Edward Re
Edward Domenico Re (1920–2006) foi uma das figuras mais respeitadas da magistratura dos Estados Unidos, Juiz Emérito da Corte Federal de Comércio Internacional e ilustre professor de Direito. Nascido em Salina, nas Ilhas Eólias, emigrou para os Estados Unidos aos oito anos de idade, juntamente com sua família, numa Itália recém-saída da Primeira Guerra Mundial. Estabelecido em Brooklyn, no coração da comunidade ítalo-americana de Nova York, iniciou ali seu percurso de integração e formação.

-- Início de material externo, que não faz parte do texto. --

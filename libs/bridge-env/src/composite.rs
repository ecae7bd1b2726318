// Copyright Exograph, Inc. All rights reserved.
//
// Use of this software is governed by the Business Source License
// included in the LICENSE file at the root of this repository.
//
// As of the Change Date specified in that file, in accordance with
// the Business Source License, use of this software will be governed
// by the Apache License, Version 2.0.

use std::sync::Arc;

use crate::Environment;

/// Environments in order of precedence (first wins).
pub struct CompositeEnvironment {
    envs: Vec<Arc<dyn Environment>>,
}

impl CompositeEnvironment {
    pub fn new(envs: Vec<Arc<dyn Environment>>) -> Self {
        Self { envs }
    }
}

impl Environment for CompositeEnvironment {
    fn get(&self, key: &str) -> Option<String> {
        self.envs.iter().find_map(|e| e.get(key))
    }
}
// Copyright Exograph, Inc. All rights reserved.
//
// Use of this software is governed by the Business Source License
// included in the LICENSE file at the root of this repository.
//
// As of the Change Date specified in that file, in accordance with
// the Business Source License, use of this software will be governed
// by the Apache License, Version 2.0.

use bridge_env::Environment;

pub const BRIDGE_LOG: &str = "BRIDGE_LOG";

pub const BRIDGE_GRAPHQL_HTTP_PATH: &str = "BRIDGE_GRAPHQL_HTTP_PATH";
pub const BRIDGE_PLAYGROUND_HTTP_PATH: &str = "BRIDGE_PLAYGROUND_HTTP_PATH";

pub const BRIDGE_INTROSPECTION: &str = "BRIDGE_INTROSPECTION";

pub fn get_graphql_http_path(env: &dyn Environment) -> String {
    env.get_or_else(BRIDGE_GRAPHQL_HTTP_PATH, "/graphql")
}

pub fn get_playground_http_path(env: &dyn Environment) -> String {
    env.get_or_else(BRIDGE_PLAYGROUND_HTTP_PATH, "/playground")
}

/// Whether the playground (and thus schema introspection through it) is served.
///
/// A malformed value disables it.
pub fn allow_introspection(env: &dyn Environment) -> bool {
    env.enabled(BRIDGE_INTROSPECTION, true).unwrap_or(false)
}
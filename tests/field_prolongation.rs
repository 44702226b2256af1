mod util;

use cdmesh::algs::communicator::NoComm;
use cdmesh::cdfem::CdfemConfig;
use cdmesh::mesh::{MeshBulk, MeshQueryExt};
use cdmesh::topology::cell_type::Topology;
use cdmesh::topology::point::{EntityId, EntityKey, EntityRank};
use util::*;

fn set_node_field(fx: &mut Fixture<NoComm>, f: impl Fn(f64) -> f64) {
    for n in fx.mesh.entity_ids(EntityRank::Node) {
        let x = fx.mesh.coordinates(n)[0];
        fx.mesh.field_values_mut(fx.temperature, EntityKey::node(n)).unwrap()[0] = f(x);
    }
}

fn temperature(fx: &Fixture<NoComm>, n: EntityId) -> f64 {
    fx.mesh.field_values(fx.temperature, EntityKey::node(n)).unwrap()[0]
}

fn pressure(fx: &Fixture<NoComm>, e: EntityId) -> f64 {
    fx.mesh.field_values(fx.pressure, EntityKey::element(e)).unwrap()[0]
}

fn new_nodes(fx: &Fixture<NoComm>, background: u64) -> Vec<EntityId> {
    fx.mesh
        .entity_ids(EntityRank::Node)
        .into_iter()
        .filter(|n| n.get() > background)
        .collect()
}

#[test]
fn uniform_field_reaches_new_nodes() {
    let mut fx = bar(NoComm, &[-0.3, 0.7, 1.7]);
    set_node_field(&mut fx, |_| 5.0);
    fx.decompose(0);
    let created = new_nodes(&fx, 3);
    assert_eq!(created.len(), 1);
    assert_close(temperature(&fx, created[0]), 5.0);
    for n in 1..=3 {
        assert_close(temperature(&fx, eid(n)), 5.0);
    }
}

#[test]
fn interpolation_fields_follow_the_edge_position() {
    let config = CdfemConfig {
        interpolation_fields: vec!["temperature".to_string()],
        ..CdfemConfig::default()
    };
    let nodes = [
        (1, [0.0, 0.0, 0.0], -0.3),
        (2, [1.0, 0.0, 0.0], 0.7),
        (3, [2.0, 0.0, 0.0], 1.7),
    ];
    let elements = [(1, vec![1, 2]), (2, vec![2, 3])];
    let mut fx = build(NoComm, 1, Topology::Line2, &nodes, &elements, &[], config);
    set_node_field(&mut fx, |x| 10.0 * x);
    fx.decompose(0);
    let created = new_nodes(&fx, 3);
    assert_eq!(created.len(), 1);
    assert_close(temperature(&fx, created[0]), 3.0);
    assert_close(temperature(&fx, eid(2)), 10.0);
}

#[test]
fn children_inherit_their_parent_element_values() {
    let mut fx = bar(NoComm, &[-0.3, 0.7, 1.7]);
    fx.mesh.field_values_mut(fx.pressure, EntityKey::element(eid(1))).unwrap()[0] = 7.0;
    fx.mesh.field_values_mut(fx.pressure, EntityKey::element(eid(2))).unwrap()[0] = 9.0;
    fx.decompose(0);

    let children = fx.elements_in("CDFEM_CHILD_CONTEXT_BIT");
    assert_eq!(children.len(), 2);
    for c in children {
        assert_close(pressure(&fx, c), 7.0);
    }
    assert_close(pressure(&fx, eid(2)), 9.0);
}

#[test]
fn values_survive_a_redecomposition() {
    let mut fx = bar(NoComm, &[-0.3, 0.7, 1.7]);
    set_node_field(&mut fx, |_| 2.5);
    fx.mesh.field_values_mut(fx.pressure, EntityKey::element(eid(2))).unwrap()[0] = 4.0;
    fx.decompose(0);
    fx.set_ls(3, -1.7);
    fx.decompose(1);

    assert!(fx.has_part(EntityKey::element(eid(2)), "CDFEM_PARENT_CONTEXT_BIT"));
    for n in fx.mesh.entity_ids(EntityRank::Node) {
        assert_close(temperature(&fx, n), 2.5);
    }
    let second_children: Vec<EntityId> = fx
        .session
        .current()
        .unwrap()
        .find_mesh_element(eid(2))
        .unwrap()
        .leaves()
        .iter()
        .filter_map(|l| l.entity)
        .collect();
    assert_eq!(second_children.len(), 2);
    for c in second_children {
        assert_close(pressure(&fx, c), 4.0);
    }
}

Após estudos brilhantes, graduou-se com louvor na St. John’s University em 1943, mas poucos dias depois foi convocado para o serviço militar, servindo na Força Aérea até alcançar a patente de coronel. Retornando à vida civil, iniciou sua carreira jurídica em Nova York, destacando-se também como autor de obras fundamentais de Direito, utilizadas por gerações de estudantes e estudiosos. Paralelamente, ocupou importantes cargos públicos, até ser chamado pelo presidente John F. Kennedy, que em 1961 o nomeou Chairman of Foreign Claims Settlement dos Estados Unidos.
Sua carreira institucional continuou sob o presidente Lyndon B. Johnson, que o nomeou primeiro Assistente do Secretário de Estado para Assuntos Culturais e Educacionais e, em 1968, juiz federal. Posteriormente, o presidente Jimmy Carter o nomeou Juiz da Corte Federal de Comércio Internacional, cargo que ocupou até se aposentar em 1991. Em sua função, Edward Re contribuiu de forma decisiva para o desenvolvimento do direito comercial internacional, promovendo um equilíbrio entre a legislação dos Estados Unidos e a proteção dos direitos humanos.
Apesar de ter construído toda a sua vida nos Estados Unidos, Re nunca se esqueceu da Itália. Em 1986, recebeu do Presidente da República a honraria de Cavaleiro da Grã-Cruz, além de inúmeros reconhecimentos de universidades italianas, incluindo Roma, Bolonha, Verona, Urbino e L’Aquila. À pergunta sobre se já se sentia totalmente americanizado, respondeu com uma frase que se tornou célebre:
«Sim, sou americanizado, mas contribuí para italianizar a América».
Palavras que sintetizam perfeitamente o sentido de sua vida: uma ponte entre dois países, dedicada à integração dos italianos nos Estados Unidos e, nos últimos anos, ao apoio às comunidades eolianas ao redor do mundo.